Alberta is rewriting TIER, its Technology Innovation and Emissions Reduction system. TIER is the industrial carbon pricing framework that generates the credits many carbon capture and storage (CCS) projects in the province depend on for revenue. Change the rules and you change the cash flows.

The uncomfortable part is that financiers modeled these projects as if the policy were fixed. It never was. A carbon price set by regulation can be revised by regulation. That is not a scandal, it is how policy works. But project models that assumed a stable credit price for 20 years were making a bet on political continuity, not a bet on engineering.

This matters beyond Alberta and beyond point-source capture. Direct air capture projects, biomass-based removal, and any pathway that relies on regulated carbon credits carries the same exposure. Underwriting a removal project means underwriting the durability of the policy behind it. The Alberta case is a live demonstration of what happens when that assumption gets tested.

Exxon walks away from 850,000 acres of Gulf storage

ExxonMobil is relinquishing roughly 850,000 acres of carbon storage leases in the Gulf of Mexico. That is a large retreat from what was positioned as a cornerstone of the company’s low-carbon business.

Two readings are possible. The generous one: this is normal portfolio pruning, and the company is concentrating on the acreage with the best geology and the nearest customers. The less generous one: the storage business is not penciling out at the pace the announcements implied, and the leases were cheaper to hold as press releases than as capital commitments.

Either way, the signal for CDR is real. Durable removal at scale, especially DAC, needs storage capacity that actually gets developed, permitted, and operated.

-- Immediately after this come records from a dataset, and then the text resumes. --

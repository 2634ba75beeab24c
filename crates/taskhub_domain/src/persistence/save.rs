use super::PersistedSelection;
use crate::Workspace;

pub fn to_persisted_selection(workspace: &Workspace) -> PersistedSelection {
    PersistedSelection {
        id: workspace.id.as_str().to_owned(),
        name: workspace.name.clone(),
        color: workspace.color.clone(),
    }
}

#[cfg(test)]
mod tests {
    use super::*;
    use crate::{WorkspaceId, parse_persisted_selection};

    #[test]
    fn round_trips_through_serialized_form() {
        let workspace = Workspace {
            id: WorkspaceId::new("w7"),
            name: "Platform".to_owned(),
            color: Some("#36B37E".to_owned()),
        };
        let raw = serde_json::to_string(&to_persisted_selection(&workspace))
            .expect("serialize selection");
        assert_eq!(parse_persisted_selection(&raw), Some(workspace));
    }
}
use crate::{
    Action, Effect, HeaderState, SelectionState, navigation_target, parse_persisted_selection,
};

impl HeaderState {
    /// Pure transition function: applies one action and returns the effects
    /// the host must execute. All reconciliation decisions live here.
    pub fn apply(&mut self, action: Action) -> Vec<Effect> {
        match action {
            // The persisted fallback is consulted at most once, and only
            // while no selection exists. An explicit selection present at
            // startup leaves the store untouched.
            Action::AppStarted => {
                if self.persisted_requested || self.selection.is_resolved() {
                    return Vec::new();
                }
                self.persisted_requested = true;
                vec![Effect::LoadPersistedSelection]
            }

            Action::RouteChanged { route } => {
                self.route = route;
                Vec::new()
            }

            Action::WorkspacesLoaded { workspaces } => {
                self.workspaces = workspaces;
                Vec::new()
            }

            Action::SelectWorkspace { workspace_id } => {
                let Some(workspace) = self
                    .workspaces
                    .iter()
                    .find(|w| w.id == workspace_id)
                    .cloned()
                else {
                    self.last_error = Some(format!("unknown workspace {workspace_id}"));
                    return Vec::new();
                };

                let target = navigation_target(&self.route, &workspace.id);
                self.selection = SelectionState::Explicit(workspace.clone());
                vec![
                    Effect::SelectionChanged { workspace },
                    Effect::Navigate { target },
                ]
            }

            Action::PersistedSelectionLoaded { raw } => {
                // A late store reply must never override a selection made in
                // the meantime.
                if self.selection.is_resolved() {
                    return Vec::new();
                }
                let Some(workspace) = raw.as_deref().and_then(parse_persisted_selection) else {
                    return Vec::new();
                };

                let target = navigation_target(&self.route, &workspace.id);
                self.selection = SelectionState::Persisted(workspace.clone());
                vec![
                    Effect::SelectionChanged { workspace },
                    Effect::Navigate { target },
                ]
            }

            // Treated the same as an absent record: the header renders
            // without a selection, nothing is surfaced to the user.
            Action::PersistedSelectionLoadFailed { message: _ } => Vec::new(),

            Action::ClearError => {
                self.last_error = None;
                Vec::new()
            }
        }
    }
}
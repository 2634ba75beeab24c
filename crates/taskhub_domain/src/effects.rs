use crate::Workspace;

#[derive(Clone, Debug, PartialEq, Eq)]
pub enum Effect {
    LoadPersistedSelection,

    SelectionChanged {
        workspace: Workspace,
    },
    Navigate {
        target: String,
    },
}
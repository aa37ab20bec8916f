// serialbot-core: Serial-number lookup pipeline between the webhook surface and the cloud API.

pub mod capability;
pub mod channel;
pub mod config;
pub mod credentials;
pub mod dashboard;
pub mod error;
pub mod pipeline;
mod remote;
pub mod serial;
pub mod translate;
pub mod verdict;

// ── Primary re-exports ──────────────────────────────────────────────
pub use capability::CapabilityState;
pub use config::{CloudCredentials, PipelineConfig};
pub use error::{
    AuthError, Forbidden, PipelineError, ResolutionError, TranslationError, ValidationError,
};
pub use pipeline::{Pipeline, PipelineResult};
pub use serial::SerialNumber;
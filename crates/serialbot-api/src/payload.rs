// Typed views into the `data` member of successful envelopes.
//
// The API nests everything several levels deep and omits members freely.
// These helpers return `None` for any missing or wrongly-typed level so
// callers decide what "malformed" means for their stage.

use serde_json::{Map, Value};

/// Object key under which the feature map reports a feature's state.
pub const FEATURE_STATUS_FIELD: &str = "status";

/// Fields from `login_with_id_and_password`.
#[derive(Debug, Clone, Default, PartialEq, Eq)]
pub struct LoginData {
    pub token: Option<String>,
    pub legacy_token: Option<String>,
    /// Unix timestamp (seconds).
    pub expires: Option<i64>,
}

impl LoginData {
    pub fn from_data(data: &Value) -> Self {
        Self {
            token: string_at(data, "token"),
            legacy_token: string_at(data, "legacy_token"),
            expires: data.get("expires").and_then(Value::as_i64),
        }
    }
}

/// `data.map.controller.ids_to_uuids` from `legacy_id_mapping`.
pub fn id_mapping(data: &Value) -> Option<&Map<String, Value>> {
    data.pointer("/map/controller/ids_to_uuids")?.as_object()
}

/// `data.controller_response.result.features` from a `hub.features.list`
/// raw command.
pub fn feature_map(data: &Value) -> Option<&Map<String, Value>> {
    data.pointer("/controller_response/result/features")?
        .as_object()
}

fn string_at(data: &Value, key: &str) -> Option<String> {
    data.get(key)
        .and_then(Value::as_str)
        .filter(|s| !s.is_empty())
        .map(str::to_owned)
}

#[cfg(test)]
mod tests {
    use super::*;
    use serde_json::json;

    #[test]
    fn login_data_reads_all_fields() {
        let data = json!({"token": "t", "legacy_token": "l", "expires": 1_700_000_000});
        let parsed = LoginData::from_data(&data);
        assert_eq!(parsed.token.as_deref(), Some("t"));
        assert_eq!(parsed.legacy_token.as_deref(), Some("l"));
        assert_eq!(parsed.expires, Some(1_700_000_000));
    }

    #[test]
    fn empty_token_counts_as_missing() {
        let parsed = LoginData::from_data(&json!({"token": ""}));
        assert_eq!(parsed.token, None);
    }

    #[test]
    fn id_mapping_requires_object() {
        let ok = json!({"map": {"controller": {"ids_to_uuids": {"92000000": "u-1"}}}});
        assert!(id_mapping(&ok).is_some());

        let list = json!({"map": {"controller": {"ids_to_uuids": ["92000000"]}}});
        assert!(id_mapping(&list).is_none());
        assert!(id_mapping(&Value::Null).is_none());
    }

    #[test]
    fn feature_map_walks_controller_response() {
        let data = json!({"controller_response": {"result": {"features": {"x": {}}}}});
        assert_eq!(feature_map(&data).map(Map::len), Some(1));
        assert!(feature_map(&json!({"controller_response": {}})).is_none());
    }
}
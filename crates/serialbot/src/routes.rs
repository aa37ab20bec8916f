//! HTTP routes.
//!
//! `POST /` answers with a dashboard link, `POST /snapshot` with the
//! firmware verdict. Pipeline failures are still `200` replies: the chat
//! platform shows the text to the user either way.

use std::sync::Arc;

use axum::extract::State;
use axum::routing::{get, post};
use axum::{Json, Router};
use tracing::info;

use crate::extract::SlashCommand;
use crate::reply::SlackReply;
use crate::server::AppState;

type AppStateArc = Arc<AppState>;

pub const HEALTH_TEXT: &str = "Slack bot is running ✅";

pub fn command_routes() -> Router<AppStateArc> {
    Router::new()
        .route("/", get(health).post(device_lookup))
        .route("/snapshot", post(snapshot))
}

#[allow(clippy::unused_async)]
async fn health() -> &'static str {
    HEALTH_TEXT
}

#[allow(clippy::unused_async)]
async fn device_lookup(
    State(state): State<AppStateArc>,
    cmd: SlashCommand,
) -> Json<SlackReply> {
    info!(channel_id = %cmd.channel_id, "device lookup request");

    let reply = match state.pipeline.dashboard_link(&cmd.channel_id, &cmd.text) {
        Ok(message) => SlackReply::in_channel(message),
        Err(err) => SlackReply::ephemeral(err.user_message()),
    };
    Json(reply)
}

async fn snapshot(State(state): State<AppStateArc>, cmd: SlashCommand) -> Json<SlackReply> {
    info!(channel_id = %cmd.channel_id, "device status request");

    let thread = cmd.thread();
    let reply = match state.pipeline.check_device(&cmd.channel_id, &cmd.text).await {
        Ok(message) if thread.is_some() => SlackReply::in_channel(message),
        Ok(message) => SlackReply::ephemeral(message),
        Err(err) => SlackReply::ephemeral(err.user_message()),
    };
    Json(reply.in_thread(thread))
}
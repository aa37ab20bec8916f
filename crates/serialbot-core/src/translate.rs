// ── Serial to UUID mapping ──
//
// Serial → controller UUID via a one-serial `legacy_id_mapping` batch.

use serde_json::Value;
use serialbot_api::payload::id_mapping;
use serialbot_api::{AuthToken, CloudClient};
use tracing::{debug, warn};

use crate::error::TranslationError;
use crate::remote::remote;
use crate::serial::SerialNumber;

/// Resolve `serial` to the cloud's controller UUID.
pub async fn resolve(
    client: &CloudClient,
    serial: &SerialNumber,
    session: &AuthToken,
) -> Result<String, TranslationError> {
    let envelope = remote(
        client.legacy_id_mapping(serial.as_str(), session),
        TranslationError::Transport,
    )
    .await?;

    let data = envelope.into_data().map_err(|rejection| {
        warn!(%rejection, "id mapping rejected");
        TranslationError::from(rejection)
    })?;

    let Some(mapping) = id_mapping(&data) else {
        warn!("controller mapping missing or not an object");
        return Err(TranslationError::MalformedResponse);
    };

    match mapping.get(serial.as_str()).and_then(uuid_value) {
        Some(uuid) => {
            debug!(%serial, uuid = %uuid, "serial resolved");
            Ok(uuid)
        }
        None => {
            warn!(%serial, returned = mapping.len(), "serial not in controller mapping");
            Err(TranslationError::NotFound {
                serial: serial.to_string(),
            })
        }
    }
}

/// UUIDs normally arrive as strings; accept bare numbers too. Empty or
/// null entries count as missing.
fn uuid_value(value: &Value) -> Option<String> {
    match value {
        Value::String(s) if !s.is_empty() => Some(s.clone()),
        Value::Number(n) => Some(n.to_string()),
        _ => None,
    }
}
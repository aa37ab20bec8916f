//! Reply bodies returned to the chat platform.

use serde::{Deserialize, Serialize};

/// Generic apology for faults outside the pipeline's own error handling.
pub const GENERIC_ERROR: &str = "❌ An error occurred while processing your request.";

/// Who sees the reply.
#[derive(Debug, Clone, Copy, PartialEq, Eq, Serialize, Deserialize)]
#[serde(rename_all = "snake_case")]
pub enum ResponseType {
    /// Only the invoking user.
    Ephemeral,
    /// Everyone in the channel (or thread).
    InChannel,
}

/// `{response_type, text, thread_ts?}`.
#[derive(Debug, Clone, PartialEq, Eq, Serialize, Deserialize)]
pub struct SlackReply {
    pub response_type: ResponseType,
    pub text: String,
    #[serde(default, skip_serializing_if = "Option::is_none")]
    pub thread_ts: Option<String>,
}

impl SlackReply {
    pub fn ephemeral(text: impl Into<String>) -> Self {
        Self {
            response_type: ResponseType::Ephemeral,
            text: text.into(),
            thread_ts: None,
        }
    }

    pub fn in_channel(text: impl Into<String>) -> Self {
        Self {
            response_type: ResponseType::InChannel,
            text: text.into(),
            thread_ts: None,
        }
    }

    /// Post into the thread `thread_ts`, if any.
    pub fn in_thread(mut self, thread_ts: Option<String>) -> Self {
        self.thread_ts = thread_ts;
        self
    }
}

#[cfg(test)]
#[allow(clippy::unwrap_used)]
mod tests {
    use super::*;
    use serde_json::json;

    #[test]
    fn thread_ts_omitted_when_absent() {
        let body = serde_json::to_value(SlackReply::ephemeral("hi")).unwrap();
        assert_eq!(body, json!({"response_type": "ephemeral", "text": "hi"}));
    }

    #[test]
    fn thread_reply_shape() {
        let reply = SlackReply::in_channel("ok").in_thread(Some("1700000000.000100".into()));
        let body = serde_json::to_value(reply).unwrap();
        assert_eq!(
            body,
            json!({"response_type": "in_channel", "text": "ok", "thread_ts": "1700000000.000100"})
        );
    }
}
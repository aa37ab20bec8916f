use thiserror::Error;

/// Top-level error type for the `serialbot-api` crate.
///
/// Only covers failures below the response envelope: the request never
/// produced a JSON body we could inspect. Envelope-level outcomes
/// (`status`/`complete` flags) are reported through [`crate::Rejection`].
#[derive(Debug, Error)]
pub enum Error {
    // ── Transport ───────────────────────────────────────────────────
    /// HTTP transport error (connection refused, DNS failure, timeout, etc.)
    #[error("HTTP transport error: {0}")]
    Transport(#[from] reqwest::Error),

    /// URL parsing error.
    #[error("Invalid URL: {0}")]
    InvalidUrl(#[from] url::ParseError),

    /// TLS setup or client construction error.
    #[error("TLS error: {0}")]
    Tls(String),

    /// The endpoint answered with a non-2xx status.
    #[error("Request failed with status code {status}")]
    HttpStatus { status: u16 },
}

impl Error {
    /// Returns `true` if the request timed out before a response arrived.
    pub fn is_timeout(&self) -> bool {
        matches!(self, Self::Transport(e) if e.is_timeout())
    }

    /// One-line cause suitable for embedding in a user-facing message.
    ///
    /// reqwest hides the interesting part ("connection refused", "operation
    /// timed out") in the source chain, so the innermost source is appended.
    pub fn summary(&self) -> String {
        match self {
            Self::Transport(e) => {
                let mut root: &dyn std::error::Error = e;
                let mut nested = false;
                while let Some(next) = root.source() {
                    root = next;
                    nested = true;
                }
                if nested {
                    format!("{e} ({root})")
                } else {
                    e.to_string()
                }
            }
            other => other.to_string(),
        }
    }
}

#[cfg(test)]
mod tests {
    use super::*;

    #[test]
    fn http_status_summary_names_code() {
        let err = Error::HttpStatus { status: 502 };
        assert_eq!(err.summary(), "Request failed with status code 502");
        assert!(!err.is_timeout());
    }

    #[test]
    fn tls_summary_is_display() {
        let err = Error::Tls("bad pem".into());
        assert_eq!(err.summary(), "TLS error: bad pem");
    }
}
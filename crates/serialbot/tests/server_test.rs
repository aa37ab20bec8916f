//! Router tests: slash-command posts against a wiremock cloud endpoint.
#![allow(clippy::unwrap_used)]

use std::collections::HashSet;

use axum::Router;
use axum::body::Body;
use axum::http::{Request, StatusCode, header};
use axum::routing::post;
use pretty_assertions::assert_eq;
use secrecy::SecretString;
use serde_json::{Value, json};
use tower::ServiceExt;
use url::Url;
use wiremock::matchers::{body_partial_json, method};
use wiremock::{Mock, MockServer, ResponseTemplate};

use serialbot::AppState;
use serialbot::routes::HEALTH_TEXT;
use serialbot_api::TransportConfig;
use serialbot_core::{CloudCredentials, Pipeline, PipelineConfig};

const CHANNEL: &str = "C0ALLOWED";

// ── Helpers ─────────────────────────────────────────────────────────

async fn setup() -> (MockServer, Router) {
    let server = MockServer::start().await;
    let config = PipelineConfig {
        endpoint: Url::parse(&format!("{}/v1/request", server.uri())).unwrap(),
        credentials: CloudCredentials {
            user_id: "ops".into(),
            password: SecretString::from("pw".to_string()),
            oem_id: "1".into(),
        },
        allowed_channels: HashSet::from([CHANNEL.to_string()]),
        dashboard_url: Url::parse("https://metabase.example.com/d/7").unwrap(),
        transport: TransportConfig::default(),
    };
    let pipeline = Pipeline::from_config(config).unwrap();
    (server, serialbot::server::router(AppState::new(pipeline)))
}

async fn mount_device(server: &MockServer, status: &str) {
    let envelope = |data: Value| {
        ResponseTemplate::new(200).set_body_json(json!({ "status": 1, "complete": 1, "data": data }))
    };
    Mock::given(method("POST"))
        .and(body_partial_json(json!({ "call": "login_with_id_and_password" })))
        .respond_with(envelope(json!({ "token": "tok" })))
        .mount(server)
        .await;
    Mock::given(method("POST"))
        .and(body_partial_json(json!({ "call": "legacy_id_mapping" })))
        .respond_with(envelope(
            json!({ "map": { "controller": { "ids_to_uuids": { "92000000": "u-1" } } } }),
        ))
        .mount(server)
        .await;
    Mock::given(method("POST"))
        .and(body_partial_json(json!({ "call": "controller_raw_command" })))
        .respond_with(envelope(json!({
            "controller_response": { "result": { "features": { "mqttwebrtc.v2": { "status": status } } } }
        })))
        .mount(server)
        .await;
}

fn form(uri: &str, body: &str) -> Request<Body> {
    Request::post(uri)
        .header(header::CONTENT_TYPE, "application/x-www-form-urlencoded")
        .body(Body::from(body.to_owned()))
        .unwrap()
}

fn json_post(uri: &str, body: &Value) -> Request<Body> {
    Request::post(uri)
        .header(header::CONTENT_TYPE, "application/json")
        .body(Body::from(body.to_string()))
        .unwrap()
}

async fn send(app: Router, req: Request<Body>) -> (StatusCode, Value) {
    let response = app.oneshot(req).await.unwrap();
    let status = response.status();
    let bytes = axum::body::to_bytes(response.into_body(), usize::MAX)
        .await
        .unwrap();
    (status, serde_json::from_slice(&bytes).unwrap())
}

// ── Health ──────────────────────────────────────────────────────────

#[tokio::test]
async fn test_health() {
    let (_server, app) = setup().await;

    let response = app
        .oneshot(Request::get("/").body(Body::empty()).unwrap())
        .await
        .unwrap();

    assert_eq!(response.status(), StatusCode::OK);
    let bytes = axum::body::to_bytes(response.into_body(), usize::MAX)
        .await
        .unwrap();
    assert_eq!(bytes.as_ref(), HEALTH_TEXT.as_bytes());
}

// ── Dashboard link ──────────────────────────────────────────────────

#[tokio::test]
async fn test_link_form_post_is_in_channel() {
    let (_server, app) = setup().await;

    let (status, body) = send(
        app,
        form("/", "channel_id=C0ALLOWED&text=%2A%2A92000000%2A%2A&command=%2Fdevice"),
    )
    .await;

    assert_eq!(status, StatusCode::OK);
    assert_eq!(
        body,
        json!({
            "response_type": "in_channel",
            "text": "🔗 <https://metabase.example.com/d/7?serial_number=92000000|View dashboard for 92000000>",
        })
    );
}

#[tokio::test]
async fn test_link_forbidden_channel_is_ephemeral() {
    let (_server, app) = setup().await;

    let (status, body) = send(app, form("/", "channel_id=C0OTHER&text=92000000")).await;

    assert_eq!(status, StatusCode::OK);
    assert_eq!(
        body,
        json!({
            "response_type": "ephemeral",
            "text": "❌ This command is not allowed in this channel.",
        })
    );
}

// ── Device status ───────────────────────────────────────────────────

#[tokio::test]
async fn test_snapshot_in_thread_is_posted_to_thread() {
    let (server, app) = setup().await;
    mount_device(&server, "on").await;

    let (status, body) = send(
        app,
        json_post(
            "/snapshot",
            &json!({ "channel_id": CHANNEL, "text": "92000000", "thread_ts": "1700000000.000100" }),
        ),
    )
    .await;

    assert_eq!(status, StatusCode::OK);
    assert_eq!(body["response_type"], "in_channel");
    assert_eq!(body["thread_ts"], "1700000000.000100");
    assert_eq!(
        body["text"],
        "Controller with serial number 92000000 is running correct FW and packages to work with doorbell. Reason: WebRTC v2 is installed and on"
    );
}

#[tokio::test]
async fn test_snapshot_without_thread_is_ephemeral() {
    let (server, app) = setup().await;
    mount_device(&server, "off").await;

    let (status, body) = send(
        app,
        form("/snapshot", "channel_id=C0ALLOWED&text=92000000&thread_ts="),
    )
    .await;

    assert_eq!(status, StatusCode::OK);
    assert_eq!(body["response_type"], "ephemeral");
    assert!(body.get("thread_ts").is_none());
    assert!(body["text"].as_str().unwrap().ends_with("WebRTC v2 is off"));
}

#[tokio::test]
async fn test_snapshot_failure_is_ephemeral_in_thread() {
    let (server, app) = setup().await;
    Mock::given(method("POST"))
        .respond_with(ResponseTemplate::new(200).set_body_json(json!({ "status": 0 })))
        .expect(1)
        .mount(&server)
        .await;

    let (status, body) = send(
        app,
        json_post(
            "/snapshot",
            &json!({ "channel_id": CHANNEL, "text": "92000000", "thread_ts": "1.2" }),
        ),
    )
    .await;

    assert_eq!(status, StatusCode::OK);
    assert_eq!(
        body,
        json!({
            "response_type": "ephemeral",
            "text": "❌ Authentication failed: Login failed: Authentication rejected by server",
            "thread_ts": "1.2",
        })
    );
}

// ── Bad input ───────────────────────────────────────────────────────

#[tokio::test]
async fn test_undecodable_body_is_bad_request() {
    let (server, app) = setup().await;
    Mock::given(method("POST"))
        .respond_with(ResponseTemplate::new(500))
        .expect(0)
        .mount(&server)
        .await;

    let (status, body) = send(app, json_post("/snapshot", &json!(["not", "an", "object"]))).await;

    assert_eq!(status, StatusCode::BAD_REQUEST);
    assert_eq!(
        body,
        json!({
            "response_type": "ephemeral",
            "text": "❌ An error occurred while processing your request.",
        })
    );
}

#[tokio::test]
async fn test_handler_panic_is_generic_server_error() {
    #[allow(clippy::unused_async)]
    async fn explode() -> &'static str {
        panic!("boom");
    }

    let app = serialbot::server::with_middleware(Router::new().route("/snapshot", post(explode)));

    let (status, body) = send(app, form("/snapshot", "channel_id=C0ALLOWED&text=92000000")).await;

    assert_eq!(status, StatusCode::INTERNAL_SERVER_ERROR);
    assert_eq!(
        body,
        json!({
            "response_type": "ephemeral",
            "text": "❌ An error occurred while processing your request.",
        })
    );
}
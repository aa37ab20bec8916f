//! HTTP server for the webhook.

use std::any::Any;
use std::sync::Arc;

use axum::http::StatusCode;
use axum::response::{IntoResponse, Response};
use axum::{Json, Router};
use serialbot_core::Pipeline;
use tokio::net::TcpListener;
use tower_http::catch_panic::CatchPanicLayer;
use tower_http::trace::TraceLayer;
use tracing::{error, info};

use crate::reply::{GENERIC_ERROR, SlackReply};
use crate::routes;

/// Application state shared across handlers. Read-only after startup.
pub struct AppState {
    pub pipeline: Pipeline,
}

impl AppState {
    pub fn new(pipeline: Pipeline) -> Self {
        Self { pipeline }
    }
}

/// Build the full router with tracing and panic recovery.
pub fn router(state: AppState) -> Router {
    with_middleware(
        Router::new()
            .merge(routes::command_routes())
            .with_state(Arc::new(state)),
    )
}

/// Wrap `routes` in request tracing and panic recovery. A panicking
/// handler answers `500` with the generic ephemeral reply.
pub fn with_middleware(routes: Router) -> Router {
    routes
        .layer(CatchPanicLayer::custom(panic_reply))
        .layer(TraceLayer::new_for_http())
}

/// Bind `addr` and serve until Ctrl-C.
pub async fn run(state: AppState, addr: &str) -> std::io::Result<()> {
    let listener = TcpListener::bind(addr).await?;
    info!("listening on http://{}", listener.local_addr()?);

    axum::serve(listener, router(state))
        .with_graceful_shutdown(shutdown_signal())
        .await
}

fn panic_reply(panic: Box<dyn Any + Send + 'static>) -> Response {
    let detail = panic
        .downcast_ref::<String>()
        .map(String::as_str)
        .or_else(|| panic.downcast_ref::<&str>().copied())
        .unwrap_or("unknown panic");
    error!(detail, "handler panicked");

    (
        StatusCode::INTERNAL_SERVER_ERROR,
        Json(SlackReply::ephemeral(GENERIC_ERROR)),
    )
        .into_response()
}

async fn shutdown_signal() {
    if let Err(e) = tokio::signal::ctrl_c().await {
        error!(error = %e, "failed to listen for shutdown signal");
        std::future::pending::<()>().await;
    }
    info!("shutting down");
}
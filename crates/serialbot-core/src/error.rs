// ── Pipeline error taxonomy ──
//
// One enum per stage, each carrying a human-readable cause. `Display` is
// the cause text; `PipelineError::user_message` adds the stage prefix and
// the marker. Raw payloads and response shapes never reach these strings.

use serialbot_api::Rejection;
use thiserror::Error;

/// Serial number input failures.
#[derive(Debug, Clone, PartialEq, Eq, Error)]
pub enum ValidationError {
    #[error("Please provide a serial number.")]
    EmptyInput,

    #[error("Please provide only a single serial number (e.g., 92000000).")]
    MultipleValues,

    #[error(
        "Invalid serial number format. Please provide an 8-digit serial starting with 92 (e.g., 92000000)."
    )]
    InvalidFormat,
}

/// Channel gate failure: the channel is not allow-listed.
#[derive(Debug, Clone, PartialEq, Eq, Error)]
#[error("This command is not allowed in this channel.")]
pub struct Forbidden {
    pub channel_id: String,
}

/// Login failures. Callers treat every variant alike; the
/// variant only selects the cause text.
#[derive(Debug, Clone, PartialEq, Eq, Error)]
pub enum AuthError {
    #[error("Login failed: Authentication rejected by server")]
    Rejected,

    #[error("Login failed: Invalid response from API")]
    MalformedResponse,

    #[error("Login failed: {0}")]
    Transport(String),
}

impl From<Rejection> for AuthError {
    fn from(rejection: Rejection) -> Self {
        match rejection {
            Rejection::Refused { .. } => Self::Rejected,
            Rejection::Unexpected { .. } => Self::MalformedResponse,
        }
    }
}

/// Serial-to-UUID mapping failures.
#[derive(Debug, Clone, PartialEq, Eq, Error)]
pub enum TranslationError {
    #[error(
        "Device with serial {serial} not found or not accessible. Please check the serial number and try again."
    )]
    NotFound { serial: String },

    #[error("Invalid response: controller mapping not found")]
    MalformedResponse,

    #[error("API request failed: {0}")]
    Rejected(String),

    #[error("UUID conversion failed: {0}")]
    Transport(String),
}

impl From<Rejection> for TranslationError {
    fn from(rejection: Rejection) -> Self {
        Self::Rejected(rejection.to_string())
    }
}

/// Device feature query failures.
#[derive(Debug, Clone, PartialEq, Eq, Error)]
pub enum ResolutionError {
    #[error("Snapshot retrieval failed: Device not found or not accessible")]
    DeviceUnavailable,

    #[error("Snapshot retrieval failed: Invalid response from API")]
    MalformedResponse,

    #[error("Snapshot retrieval failed: {0}")]
    Transport(String),
}

impl From<Rejection> for ResolutionError {
    fn from(rejection: Rejection) -> Self {
        match rejection {
            Rejection::Refused { .. } => Self::DeviceUnavailable,
            Rejection::Unexpected { .. } => Self::MalformedResponse,
        }
    }
}

/// Terminal failure of a pipeline run: the first stage error, unchanged.
#[derive(Debug, Clone, PartialEq, Eq, Error)]
pub enum PipelineError {
    #[error(transparent)]
    Forbidden(#[from] Forbidden),

    #[error(transparent)]
    Validation(#[from] ValidationError),

    #[error("Authentication failed: {0}")]
    Auth(#[from] AuthError),

    #[error(transparent)]
    Translation(#[from] TranslationError),

    #[error("Snapshot request failed: {0}")]
    Resolution(#[from] ResolutionError),
}

impl PipelineError {
    /// Single-line message for the chat reply.
    pub fn user_message(&self) -> String {
        format!("❌ {self}")
    }

    /// Name of the stage that failed, for logs.
    pub fn stage(&self) -> &'static str {
        match self {
            Self::Forbidden(_) => "authorize",
            Self::Validation(_) => "normalize",
            Self::Auth(_) => "login",
            Self::Translation(_) => "translate",
            Self::Resolution(_) => "resolve",
        }
    }
}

Announced acreage is not injected CO2. When the largest players quietly shrink their storage footprint, everyone downstream should update their assumptions about how much sink capacity will exist, and when.

One constraint worth naming plainly, since this involves a fossil major: carbon storage and removal exist to handle hard-to-abate residual emissions. They are not a reason to slow the phase-out of fossil fuels, and a shrinking storage portfolio makes that math tighter, not looser.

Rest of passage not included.